What to produce — Scan the material below and copy every line holding the word "other".

Records shown —
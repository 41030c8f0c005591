//! Observability - ログのターゲット
//!
//! `tracing` のイベントは層ごとに固定のターゲットで出します。
//! 購読側（`EnvFilter`）は `linkweaver::queue=debug` のように層単位で絞り込めます。
//! フィールド名は全層で `worker_id` / `task_id` / `document_id` / `target_id` /
//! `link_id` に揃えています。

/// Pool lifecycle: claims, completions, failures, idle exits.
pub const QUEUE_TARGET: &str = "linkweaver::queue";

/// Per-task and per-pair analysis.
pub const ANALYZER_TARGET: &str = "linkweaver::analyzer";

/// Reviewer actions and run control.
pub const CONTROL_TARGET: &str = "linkweaver::control";
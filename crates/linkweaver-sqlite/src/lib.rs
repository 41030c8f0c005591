//! linkweaver-sqlite
//!
//! `linkweaver_core::ports::Store` の SQLite 実装。
//!
//! # 使い方
//! ```ignore
//! let store = SqliteStore::connect("sqlite://linkweaver.db?mode=rwc").await?;
//! let store: Arc<dyn Store> = Arc::new(store);
//! ```

mod schema;
mod store;

pub use self::store::SqliteStore;

#[cfg(test)]
mod tests;
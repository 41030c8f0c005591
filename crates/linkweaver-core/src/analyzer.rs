//! Analyzer - 1 文書を残りのコーパス全体と突き合わせる
//!
//! # フロー
//! 1. ソース文書を読む（本文がなければ "no content" でタスクを失敗にする）
//! 2. 本文のある他の文書それぞれについて
//!    - 既存候補があれば飛ばす
//!    - 分類器に問い合わせる（ペア単位のタイムアウト付き）
//!    - 採用条件（should_link かつ confidence >= 70）を満たせば位置を特定し
//!      マークアップと重ならなければ pending 候補として保存
//!    - 1 ペア終わるごとに進捗を書き込む
//! 3. タスクを completed にする
//!
//! ペア単位の失敗（分類器エラー、書き込み競合）はログに残して次へ進みます。

use std::sync::Arc;
use std::time::Duration;

use async_trait::async_trait;
use tracing::{debug, info, warn};

use crate::anchoring::{find_link_position, overlaps_markup};
use crate::domain::{
    AnalysisReport, AnalysisTask, ClassificationRequest, Document, DocumentId, ErrorKind,
    LinkCandidate, LinkStatus, PairOutcome, SkipReason, progress_percent,
};
use crate::observability::ANALYZER_TARGET;
use crate::ports::{Classifier, ClassifyError, Clock, IdGenerator, Store, StoreError};
use crate::queue::TaskProcessor;

const DEFAULT_CLASSIFY_TIMEOUT_SECS: u64 = 120;

/// Analyzer settings.
#[derive(Debug, Clone, PartialEq, Eq)]
pub struct AnalyzerConfig {
    /// Upper bound on a single classifier call; exceeding it skips the pair.
    pub classify_timeout: Duration,
}

impl Default for AnalyzerConfig {
    fn default() -> Self {
        Self {
            classify_timeout: Duration::from_secs(DEFAULT_CLASSIFY_TIMEOUT_SECS),
        }
    }
}

impl AnalyzerConfig {
    /// Reads `LINKWEAVER_CLASSIFY_TIMEOUT_SECS`; unset or invalid keeps the default.
    pub fn from_env() -> Self {
        let secs = std::env::var("LINKWEAVER_CLASSIFY_TIMEOUT_SECS")
            .ok()
            .and_then(|v| v.parse::<u64>().ok())
            .filter(|secs| *secs > 0)
            .unwrap_or(DEFAULT_CLASSIFY_TIMEOUT_SECS);
        Self {
            classify_timeout: Duration::from_secs(secs),
        }
    }

    pub fn with_classify_timeout(mut self, timeout: Duration) -> Self {
        self.classify_timeout = timeout;
        self
    }
}

/// Failures that end a whole task.
#[derive(Debug, thiserror::Error)]
pub enum AnalysisError {
    #[error("no content")]
    NoContent { document_id: DocumentId },

    #[error("source document {0} not found")]
    SourceMissing(DocumentId),

    #[error(transparent)]
    Store(#[from] StoreError),
}

impl AnalysisError {
    pub fn kind(&self) -> ErrorKind {
        match self {
            AnalysisError::NoContent { .. } | AnalysisError::SourceMissing(_) => {
                ErrorKind::Precondition
            }
            AnalysisError::Store(_) => ErrorKind::Infrastructure,
        }
    }
}

/// Document Relation Analyzer.
pub struct DocumentRelationAnalyzer {
    store: Arc<dyn Store>,
    classifier: Arc<dyn Classifier>,
    clock: Arc<dyn Clock>,
    ids: Arc<dyn IdGenerator>,
    config: AnalyzerConfig,
}

impl DocumentRelationAnalyzer {
    pub fn new(
        store: Arc<dyn Store>,
        classifier: Arc<dyn Classifier>,
        clock: Arc<dyn Clock>,
        ids: Arc<dyn IdGenerator>,
    ) -> Self {
        Self {
            store,
            classifier,
            clock,
            ids,
            config: AnalyzerConfig::default(),
        }
    }

    pub fn with_config(mut self, config: AnalyzerConfig) -> Self {
        self.config = config;
        self
    }

    /// Evaluate `task.document_id` against every other document with content.
    ///
    /// The task must already be claimed. On success the task is completed;
    /// on `Err` the caller is responsible for failing it.
    pub async fn analyze(&self, task: &AnalysisTask) -> Result<AnalysisReport, AnalysisError> {
        let source = self
            .store
            .get_document(task.document_id)
            .await?
            .ok_or(AnalysisError::SourceMissing(task.document_id))?;
        let Some(source_content) = source.body() else {
            return Err(AnalysisError::NoContent {
                document_id: source.id,
            });
        };

        let targets: Vec<Document> = self
            .store
            .list_documents()
            .await?
            .into_iter()
            .filter(|d| d.id != source.id && d.body().is_some())
            .collect();

        let mut report = AnalysisReport::new(targets.len());
        for target in &targets {
            let outcome = self.evaluate_pair(&source, source_content, target).await;
            match &outcome {
                PairOutcome::Errored { message } => warn!(
                    target: ANALYZER_TARGET,
                    task_id = %task.id,
                    document_id = %source.id,
                    target_id = %target.id,
                    error = %message,
                    "pair skipped after error"
                ),
                other => debug!(
                    target: ANALYZER_TARGET,
                    task_id = %task.id,
                    document_id = %source.id,
                    target_id = %target.id,
                    outcome = ?other,
                    "pair evaluated"
                ),
            }
            report.record(&outcome);

            let progress = progress_percent(report.processed(), report.targets);
            if let Err(err) = self
                .store
                .update_progress(task.id, progress, self.clock.now())
                .await
            {
                // progress is advisory; the next target writes it again
                warn!(
                    target: ANALYZER_TARGET,
                    task_id = %task.id,
                    target_id = %target.id,
                    progress,
                    error = %err,
                    "progress write failed"
                );
            }
        }

        if !self.store.complete_task(task.id, self.clock.now()).await? {
            warn!(
                target: ANALYZER_TARGET,
                task_id = %task.id,
                "task left processing before completion"
            );
        }
        info!(
            target: ANALYZER_TARGET,
            task_id = %task.id,
            document_id = %source.id,
            targets = report.targets,
            accepted = report.accepted,
            rejected = report.rejected,
            skipped = report.skipped,
            errors = report.errors,
            "document analyzed"
        );
        Ok(report)
    }

    async fn evaluate_pair(
        &self,
        source: &Document,
        source_content: &str,
        target: &Document,
    ) -> PairOutcome {
        match self.store.link_exists(source.id, target.id).await {
            Ok(true) => {
                return PairOutcome::Skipped {
                    reason: SkipReason::ExistingCandidate,
                };
            }
            Ok(false) => {}
            Err(err) => return errored(err),
        }

        let Some(target_content) = target.body() else {
            return PairOutcome::Rejected;
        };
        let request = ClassificationRequest {
            source_name: &source.name,
            source_content,
            target_name: &target.name,
            target_content,
        };
        let timeout = self.config.classify_timeout;
        let classification =
            match tokio::time::timeout(timeout, self.classifier.classify(request)).await {
                Ok(Ok(classification)) => classification,
                Ok(Err(err)) => return errored(err),
                Err(_) => return errored(ClassifyError::Timeout(timeout)),
            };

        if !classification.is_acceptable() {
            return PairOutcome::Rejected;
        }

        let link_text = classification.link_text.as_str();
        let Some(position) = find_link_position(source_content, link_text) else {
            return PairOutcome::Skipped {
                reason: SkipReason::PhraseNotFound,
            };
        };
        if overlaps_markup(source_content, position, link_text.len()) {
            return PairOutcome::Skipped {
                reason: SkipReason::AlreadyAnchored,
            };
        }

        let candidate = LinkCandidate {
            id: self.ids.generate_link_id(),
            source_document_id: source.id,
            target_document_id: target.id,
            link_text: link_text.to_string(),
            link_position: position,
            alt_text: classification.alt_text,
            confidence: classification.confidence,
            reasoning: classification.reasoning,
            status: LinkStatus::Pending,
            created_at: self.clock.now(),
            reviewed_at: None,
            reviewed_by: None,
        };
        match self.store.insert_link(candidate).await {
            Ok(true) => PairOutcome::Accepted,
            Ok(false) => PairOutcome::Skipped {
                reason: SkipReason::DuplicatePair,
            },
            Err(err) => errored(err),
        }
    }
}

fn errored(err: impl std::fmt::Display) -> PairOutcome {
    PairOutcome::Errored {
        message: err.to_string(),
    }
}

#[async_trait]
impl TaskProcessor for DocumentRelationAnalyzer {
    async fn process(&self, task: &AnalysisTask) -> Result<AnalysisReport, AnalysisError> {
        self.analyze(task).await
    }
}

Answer to the exercise —
    /// Evaluate `task.document_id` against every other document with content.
                other => debug!(
                    outcome = ?other,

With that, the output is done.